# Test Aethalometer-Filter Matcher Module

Simple test of the new modular aethalometer-filter matching system.

In [1]:
# Import the module
import sys
sys.path.append('..')

from src.data.loaders import AethalometerFilterMatcher, quick_match
import pandas as pd

print("✅ Module imported successfully!")

✅ Module imported successfully!


In [2]:
# Test 1: Using the quick_match function
print("🚀 Testing quick_match function for ETAD...")

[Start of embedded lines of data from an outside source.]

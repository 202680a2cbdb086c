// frontend/src/dashboard.rs
//
// The dashboard view state and its event handlers. Every source (status
// poller, control channel, telemetry push) delivers typed events here; the
// handlers are plain methods so they can be driven without any transport.

use crate::charts::Charts;
use crate::config::DashboardConfig;
use crate::control::{ChannelEvent, ChannelPanel, ChannelState};
use crate::notify::Notifications;
use crate::skymap::SkyMap;
use crate::status::{ServerPanel, StatusEvent, ToggleAction};
use crate::telemetry::{GpsPanel, TelemetryEvent};
use crate::tools::ToolsPanel;
use observatory_shared::{ControlMessage, ControlReply};

#[derive(Debug, Clone, PartialEq)]
pub enum DashboardEvent {
    Status(StatusEvent),
    Channel(ChannelEvent),
    Telemetry(TelemetryEvent),
}

impl From<StatusEvent> for DashboardEvent {
    fn from(ev: StatusEvent) -> Self {
        DashboardEvent::Status(ev)
    }
}

impl From<ChannelEvent> for DashboardEvent {
    fn from(ev: ChannelEvent) -> Self {
        DashboardEvent::Channel(ev)
    }
}

impl From<TelemetryEvent> for DashboardEvent {
    fn from(ev: TelemetryEvent) -> Self {
        DashboardEvent::Telemetry(ev)
    }
}

#[derive(Debug, Clone, Copy, PartialEq, Eq)]
pub enum ChannelAction {
    Connect,
    Disconnect,
}

/// Follow-up work a handler asks the runtime to do.
#[derive(Debug, Clone, Copy, PartialEq, Eq)]
pub enum Command {
    PollStatus,
}

pub struct Dashboard {
    pub config: DashboardConfig,
    pub server: ServerPanel,
    pub channel: ChannelPanel,
    pub gps: GpsPanel,
    pub tools: ToolsPanel,
    pub charts: Charts,
    pub skymap: SkyMap,
    pub notes: Notifications,
    pub telemetry_online: bool,
}

impl Dashboard {
    pub fn new(config: DashboardConfig) -> Self {
        let charts = Charts::new(&config.charts);
        let skymap = SkyMap::configure(config.skymap.clone());
        Self {
            config,
            server: ServerPanel::default(),
            channel: ChannelPanel::default(),
            gps: GpsPanel::default(),
            tools: ToolsPanel::default(),
            charts,
            skymap,
            notes: Notifications::default(),
            telemetry_online: false,
        }
    }

    /// Server button click.
    pub fn toggle_server(&mut self) -> Option<ToggleAction> {
        self.server.begin_toggle(&self.config.devices, &mut self.notes)
    }

    /// Control button click. `None` while the button is disabled or a
    /// connect is already in progress.
    pub fn toggle_channel(&mut self) -> Option<ChannelAction> {
        match self.channel.state {
            ChannelState::Disconnected if self.channel.enabled => {
                self.channel.connecting();
                Some(ChannelAction::Connect)
            }
            ChannelState::Disconnected => {
                tracing::debug!("[CTRL] connect refused, device server not running");
                None
            }
            ChannelState::Connecting => None,
            ChannelState::Connected => Some(ChannelAction::Disconnect),
        }
    }

    pub fn handle(&mut self, event: DashboardEvent) -> Vec<Command> {
        match event {
            DashboardEvent::Status(ev) => self.on_status(ev),
            DashboardEvent::Channel(ev) => {
                self.on_channel(ev);
                Vec::new()
            }
            DashboardEvent::Telemetry(ev) => {
                self.on_telemetry(ev);
                Vec::new()
            }
        }
    }

    pub fn on_status(&mut self, ev: StatusEvent) -> Vec<Command> {
        let repoll = self.server.apply(ev, &mut self.notes);
        self.channel.enabled = self.server.control_enabled;
        if repoll {
            vec![Command::PollStatus]
        } else {
            Vec::new()
        }
    }

    pub fn on_channel(&mut self, ev: ChannelEvent) {
        self.channel.apply(&ev, &mut self.notes);
        if let ChannelEvent::Message(msg) = ev {
            self.on_control_message(msg);
        }
    }

    pub fn on_control_message(&mut self, msg: ControlMessage) {
        if self.charts.ingest(&msg) {
            return;
        }
        match &msg {
            ControlMessage::RemoteConnect(reply)
            | ControlMessage::RemoteDisconnect(reply)
            | ControlMessage::RemoteReconnect(reply)
            | ControlMessage::RemoteScanning(reply) => {
                self.on_reply(msg.event(), reply);
            }
            ControlMessage::RemotePolling(_) => {
                // filtered by the channel reader
                tracing::trace!("[CTRL] heartbeat reached dashboard");
            }
            ControlMessage::RemoteDashboardSetup => {}
            ControlMessage::Unknown { event, .. } => {
                tracing::debug!("[CTRL] unhandled event {event}");
            }
            ControlMessage::GuidingError { .. }
            | ControlMessage::FocusHfd { .. }
            | ControlMessage::CoolingStatus { .. } => {}
        }
    }

    fn on_reply(&mut self, event: &str, reply: &ControlReply) {
        if let Some(message) = reply.message.as_deref().filter(|m| !m.is_empty()) {
            self.notes.log_text(message);
        }
        if !reply.succeeded() {
            let detail = reply
                .error_text()
                .or(reply.message.as_deref())
                .unwrap_or("no details");
            tracing::warn!("[CTRL] {event} failed: {detail}");
            self.notes.on_error(format!("{event} failed: {detail}"));
        } else {
            tracing::info!("[CTRL] {event} ok");
        }
    }

    pub fn on_telemetry(&mut self, ev: TelemetryEvent) {
        match ev {
            TelemetryEvent::Connected => {
                self.telemetry_online = true;
            }
            TelemetryEvent::Disconnected(reason) => {
                self.telemetry_online = false;
                if let Some(reason) = reason {
                    tracing::debug!("[GPS] telemetry offline: {reason}");
                }
            }
            TelemetryEvent::Sample(sample) => self.gps.apply(&sample),
        }
    }
}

aethalometer_path = "../FTIR_HIPS_Chem/df_Jacros_9am_resampled.pkl"
filter_db_path = "../FTIR_HIPS_Chem/Filter Data/unified_filter_dataset.pkl"

try:
    matched_data = quick_match(aethalometer_path, filter_db_path, 'ETAD')
    print(f"\n✅ Quick match successful! Shape: {matched_data.shape}")
    print(f"Columns: {list(matched_data.columns)}")
except Exception as e:
    print(f"❌ Quick match failed: {e}")

🚀 Testing quick_match function for ETAD...
Loading complete filter dataset from ../FTIR_HIPS_Chem/Filter Data/unified_filter_dataset.pkl...
Dataset loaded successfully!
   Total measurements: 44,493
   Unique filters: 1,603
   Sites: CHTS, ETAD, INDH, USPA
   Date range: 2013-06-28 to 2024-12-08
   Data sources: ChemSpec, FTIR, HIPS
✅ Filter database loaded from: ../FTIR_HIPS_Chem/Filter Data/unified_filter_dataset.pkl
🔗 Matching aethalometer and filter data for ETAD...
✅ Aethalometer data loaded from: ../FTIR_HIPS_Chem/df_Jacros_9am_resampled.pkl
   Dataset shape: (1047, 320)
   Date range: 2022-04-13 09:00:00+03:00 to 2025-06-25 09:00:00+03:00
   No 'Site' column found - assuming single site data
📍 No 'Site' column - assuming all data is for ETAD
📂 Extracting ETAD filter measurements...
   ✅ EC_ftir: 190 measurements
      Date range: 2022-12-07 to 2024-09-21
   ✅ HIPS_Fabs: 190 measurements
      Date range: 2022-12-07 to 2024-09-21
   ✅ Iron_ChemSpec: 188 measurements
      Date ra

In [3]:
# Test 2: Using the full matcher class
print("🔧 Testing AethalometerFilterMatcher class...")

try:
    matcher = AethalometerFilterMatcher(aethalometer_path, filter_db_path)
    
    # Check available sites
    sites = matcher.get_available_sites()
    print(f"Available sites: {sites}")
    
    # Match ETAD data with custom parameters
    etad_matched = matcher.match_site_data(
        'ETAD',
        filter_parameters=['EC_ftir', 'HIPS_Fabs', 'ChemSpec_Iron_PM2.5'],
        aethalometer_columns=['IR BCc smoothed', 'Blue BCc smoothed', 'UV BCc smoothed']
    )
    
    print(f"\n✅ Custom match successful! Shape: {etad_matched.shape}")
    
except Exception as e:
    print(f"❌ Matcher class failed: {e}")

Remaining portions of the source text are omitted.